PROBLEM REQUIREMENTS:
Write each line exactly as it stands, from the line containing "of a plane." through the end of the data.

----- STUDY MATERIAL

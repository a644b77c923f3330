use std::{iter::FusedIterator, marker::PhantomData, ops::Index, slice};

use v_frame::{
    pixel::Pixel,
    plane::{Plane, PlaneConfig},
};
pub use v_frame::plane::PlaneOffset;

use super::block::{BLOCK_TO_PLANE_SHIFT, BlockOffset};

/// Rectangle of a plane region, in pixels
#[derive(Debug, Clone, Copy, PartialEq, Eq)]
pub struct Rect {
    /// X coordinate relative to the plane origin (xorigin, yorigin).
    ///
    /// Negative values reach into the left padding.
    pub x: isize,
    /// Y coordinate relative to the plane origin (xorigin, yorigin).
    pub y: isize,
    /// Width of the rectangle in pixels.
    pub width: usize,
    /// Height of the rectangle in pixels.
    pub height: usize,
}

/// Structure to describe a rectangle area in several ways
///
/// To retrieve a subregion from a region, we need to provide the subregion
/// bounds, relative to its parent region. The subregion must always be
/// included in its parent region.
///
/// For that purpose, we could just use a rectangle (x, y, width, height), but
/// this would be too cumbersome to use in practice. For example, we often
/// need to pass a subregion from an offset, using the same bottom-right
/// corner as its parent, or to pass a subregion expressed in block offset
/// instead of pixel offset.
#[derive(Debug, Clone, Copy)]
pub enum Area {
    /// A well-defined rectangle
    Rect(Rect),
    /// A rectangle starting at offset (x, y) and ending at the bottom-right
    /// corner of the parent
    StartingAt {
        /// X coordinate of the top-left corner.
        x: isize,
        /// Y coordinate of the top-left corner.
        y: isize,
    },
    /// A rectangle starting at the given block offset until the bottom-right
    /// corner of the parent
    BlockStartingAt {
        /// Offset of the top-left corner, in blocks.
        bo: BlockOffset,
    },
}

impl Area {
    /// Convert to a rectangle of pixels.
    pub const fn to_rect(self, parent_width: usize, parent_height: usize) -> Rect {
        match self {
            Area::Rect(rect) => rect,
            Area::StartingAt { x, y } => Rect {
                x,
                y,
                width: (parent_width as isize - x) as usize,
                height: (parent_height as isize - y) as usize,
            },
            Area::BlockStartingAt { bo } => {
                let x = (bo.x << BLOCK_TO_PLANE_SHIFT) as isize;
                let y = (bo.y << BLOCK_TO_PLANE_SHIFT) as isize;
                Rect {
                    x,
                    y,
                    width: (parent_width as isize - x) as usize,
                    height: (parent_height as isize - y) as usize,
                }
            }
        }
    }
}

/// Bounded region of a plane
///
/// This allows giving access to a rectangular area of a plane without
/// giving access to the whole plane.
#[derive(Debug)]
pub struct PlaneRegion<'a, T: Pixel> {
    data: *const T, // points to (rect.x, rect.y)
    /// Geometry of the underlying plane.
    pub plane_cfg: &'a PlaneConfig,
    // private to guarantee borrowing rules
    rect: Rect,
    phantom: PhantomData<&'a T>,
}

impl<'a, T: Pixel> PlaneRegion<'a, T> {
    /// # Panics
    ///
    /// - If the rectangle is not fully addressable within the plane
    ///   allocation, padding included.
    pub fn new(plane: &'a Plane<T>, rect: Rect) -> Self {
        let cfg = &plane.cfg;
        assert!(rect.x >= -(cfg.xorigin as isize));
        assert!(rect.y >= -(cfg.yorigin as isize));
        assert!(cfg.xorigin as isize + rect.x + rect.width as isize <= cfg.stride as isize);
        assert!(cfg.yorigin as isize + rect.y + rect.height as isize <= cfg.alloc_height as isize);

        let origin =
            (cfg.yorigin as isize + rect.y) * cfg.stride as isize + cfg.xorigin as isize + rect.x;
        Self {
            // SAFETY: The above asserts ensure the rectangle stays within the
            // plane allocation.
            data: unsafe { plane.data.as_ptr().offset(origin) },
            plane_cfg: cfg,
            rect,
            phantom: PhantomData,
        }
    }

    /// A region covering the full nominal area of the plane.
    pub fn new_from_plane(plane: &'a Plane<T>) -> Self {
        let rect = Rect {
            x: 0,
            y: 0,
            width: plane.cfg.width,
            height: plane.cfg.height,
        };
        Self::new(plane, rect)
    }

    /// Bounds of this region, relative to the plane origin.
    pub const fn rect(&self) -> &Rect {
        &self.rect
    }

    /// Iterator over the rows of this region.
    pub fn rows_iter(&self) -> PlaneRegionRowsIter<'_, T> {
        PlaneRegionRowsIter {
            data: self.data,
            stride: self.plane_cfg.stride,
            width: self.rect.width,
            remaining: self.rect.height,
            phantom: PhantomData,
        }
    }

    /// Iterator over all vertically-shifted `h`-tall windows of this region,
    /// top to bottom.
    pub fn vert_windows(&self, h: usize) -> VertWindows<'_, T> {
        VertWindows {
            data: self.data,
            plane_cfg: self.plane_cfg,
            remaining: (self.rect.height as isize - h as isize + 1).max(0) as usize,
            output_rect: Rect {
                x: self.rect.x,
                y: self.rect.y,
                width: self.rect.width,
                height: h,
            },
            phantom: PhantomData,
        }
    }

    /// Iterator over all horizontally-shifted `w`-wide windows of this
    /// region, left to right.
    pub fn horz_windows(&self, w: usize) -> HorzWindows<'_, T> {
        HorzWindows {
            data: self.data,
            plane_cfg: self.plane_cfg,
            remaining: (self.rect.width as isize - w as isize + 1).max(0) as usize,
            output_rect: Rect {
                x: self.rect.x,
                y: self.rect.y,
                width: w,
                height: self.rect.height,
            },
            phantom: PhantomData,
        }
    }

    /// Return a view to a subregion of the plane
    ///
    /// The subregion must be included in (i.e. must not exceed) this region.
    ///
    /// It is described by an `Area`, relative to this region.
    ///
    /// # Panics
    ///
    /// - If the requested dimensions are larger than the plane region size
    pub fn subregion(&self, area: Area) -> PlaneRegion<'_, T> {
        let rect = area.to_rect(self.rect.width, self.rect.height);
        assert!(rect.x >= 0 && rect.x as usize <= self.rect.width);
        assert!(rect.y >= 0 && rect.y as usize <= self.rect.height);
        // SAFETY: The above asserts ensure we do not go outside the original
        // rectangle.
        let data =
            unsafe { self.data.add(rect.y as usize * self.plane_cfg.stride + rect.x as usize) };
        let absolute_rect = Rect {
            x: self.rect.x + rect.x,
            y: self.rect.y + rect.y,
            width: rect.width,
            height: rect.height,
        };
        PlaneRegion {
            data,
            plane_cfg: self.plane_cfg,
            rect: absolute_rect,
            phantom: PhantomData,
        }
    }
}

// SAFETY: can be safely sent across threads
unsafe impl<T: Pixel> Send for PlaneRegion<'_, T> {}
// SAFETY: read-only view over plane data
unsafe impl<T: Pixel> Sync for PlaneRegion<'_, T> {}

impl<T: Pixel> Index<usize> for PlaneRegion<'_, T> {
    type Output = [T];

    fn index(&self, index: usize) -> &Self::Output {
        assert!(index < self.rect.height);
        // SAFETY: The above assert ensures we do not access OOB data.
        unsafe {
            let ptr = self.data.add(index * self.plane_cfg.stride);
            slice::from_raw_parts(ptr, self.rect.width)
        }
    }
}

/// Iterator over plane region rows
pub struct PlaneRegionRowsIter<'a, T: Pixel> {
    data: *const T,
    stride: usize,
    width: usize,
    remaining: usize,
    phantom: PhantomData<&'a T>,
}

impl<'a, T: Pixel> Iterator for PlaneRegionRowsIter<'a, T> {
    type Item = &'a [T];

    fn next(&mut self) -> Option<Self::Item> {
        (self.remaining > 0).then(|| {
            // SAFETY: struct ensures we do not overflow bounds
            let row = unsafe {
                let ptr = self.data;
                self.data = self.data.add(self.stride);
                slice::from_raw_parts(ptr, self.width)
            };
            self.remaining -= 1;
            row
        })
    }

    fn size_hint(&self) -> (usize, Option<usize>) {
        (self.remaining, Some(self.remaining))
    }
}

impl<T: Pixel> ExactSizeIterator for PlaneRegionRowsIter<'_, T> {
}
impl<T: Pixel> FusedIterator for PlaneRegionRowsIter<'_, T> {
}

/// Iterator over vertically-shifted windows of a region
pub struct VertWindows<'a, T: Pixel> {
    data: *const T,
    plane_cfg: &'a PlaneConfig,
    remaining: usize,
    output_rect: Rect,
    phantom: PhantomData<&'a T>,
}

/// Iterator over horizontally-shifted windows of a region
pub struct HorzWindows<'a, T: Pixel> {
    data: *const T,
    plane_cfg: &'a PlaneConfig,
    remaining: usize,
    output_rect: Rect,
    phantom: PhantomData<&'a T>,
}

impl<'a, T: Pixel> Iterator for VertWindows<'a, T> {
    type Item = PlaneRegion<'a, T>;

    fn next(&mut self) -> Option<Self::Item> {
        self.nth(0)
    }

    fn size_hint(&self) -> (usize, Option<usize>) {
        (self.remaining, Some(self.remaining))
    }

    fn nth(&mut self, n: usize) -> Option<Self::Item> {
        (self.remaining > n).then(|| {
            // SAFETY: struct ensures we do not overflow bounds
            self.data = unsafe { self.data.add(self.plane_cfg.stride * n) };
            self.output_rect.y += n as isize;
            let output = PlaneRegion {
                data: self.data,
                plane_cfg: self.plane_cfg,
                rect: self.output_rect,
                phantom: PhantomData,
            };
            // SAFETY: We verified that we have enough data left to not go OOB.
            self.data = unsafe { self.data.add(self.plane_cfg.stride) };
            self.output_rect.y += 1;
            self.remaining -= n + 1;
            output
        })
    }
}

impl<'a, T: Pixel> Iterator for HorzWindows<'a, T> {
    type Item = PlaneRegion<'a, T>;

    fn next(&mut self) -> Option<Self::Item> {
        self.nth(0)
    }

    fn size_hint(&self) -> (usize, Option<usize>) {
        (self.remaining, Some(self.remaining))
    }

    fn nth(&mut self, n: usize) -> Option<Self::Item> {
        (self.remaining > n).then(|| {
            // SAFETY: struct ensures we do not overflow bounds
            self.data = unsafe { self.data.add(n) };
            self.output_rect.x += n as isize;
            let output = PlaneRegion {
                data: self.data,
                plane_cfg: self.plane_cfg,
                rect: self.output_rect,
                phantom: PhantomData,
            };
            // SAFETY: We verified that we have enough data left to not go OOB.
            self.data = unsafe { self.data.add(1) };
            self.output_rect.x += 1;
            self.remaining -= n + 1;
            output
        })
    }
}

impl<T: Pixel> ExactSizeIterator for VertWindows<'_, T> {
}
impl<T: Pixel> FusedIterator for VertWindows<'_, T> {
}
impl<T: Pixel> ExactSizeIterator for HorzWindows<'_, T> {
}
impl<T: Pixel> FusedIterator for HorzWindows<'_, T> {
}

/// Extension trait for constructing regions directly from a [`Plane`].
pub trait AsRegion<T: Pixel> {
    /// A region covering the full nominal area of the plane.
    fn as_region(&self) -> PlaneRegion<'_, T>;
    /// A region covering `area`, relative to the plane origin.
    fn region(&self, area: Area) -> PlaneRegion<'_, T>;
}

impl<T: Pixel> AsRegion<T> for Plane<T> {
    #[inline]
    fn as_region(&self) -> PlaneRegion<'_, T> {
        PlaneRegion::new_from_plane(self)
    }

    #[inline]
    fn region(&self, area: Area) -> PlaneRegion<'_, T> {
        let rect = area.to_rect(self.cfg.width, self.cfg.height);
        PlaneRegion::new(self, rect)
    }
}

/// Number of replicated edge pixels addressable on each side of a plane.
///
/// Search windows must stay inside these bounds; the padding collaborator
/// guarantees at least `search extent - 1` extra pixels on every side.
pub fn edge_padding<T: Pixel>(plane: &Plane<T>) -> (usize, usize) {
    (plane.cfg.xorigin, plane.cfg.yorigin)
}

----------

ANSWER TO THIS EXERCISE:
/// Number of replicated edge pixels addressable on each side of a plane.
///
/// Search windows must stay inside these bounds; the padding collaborator
/// guarantees at least `search extent - 1` extra pixels on every side.
pub fn edge_padding<T: Pixel>(plane: &Plane<T>) -> (usize, usize) {
    (plane.cfg.xorigin, plane.cfg.yorigin)
}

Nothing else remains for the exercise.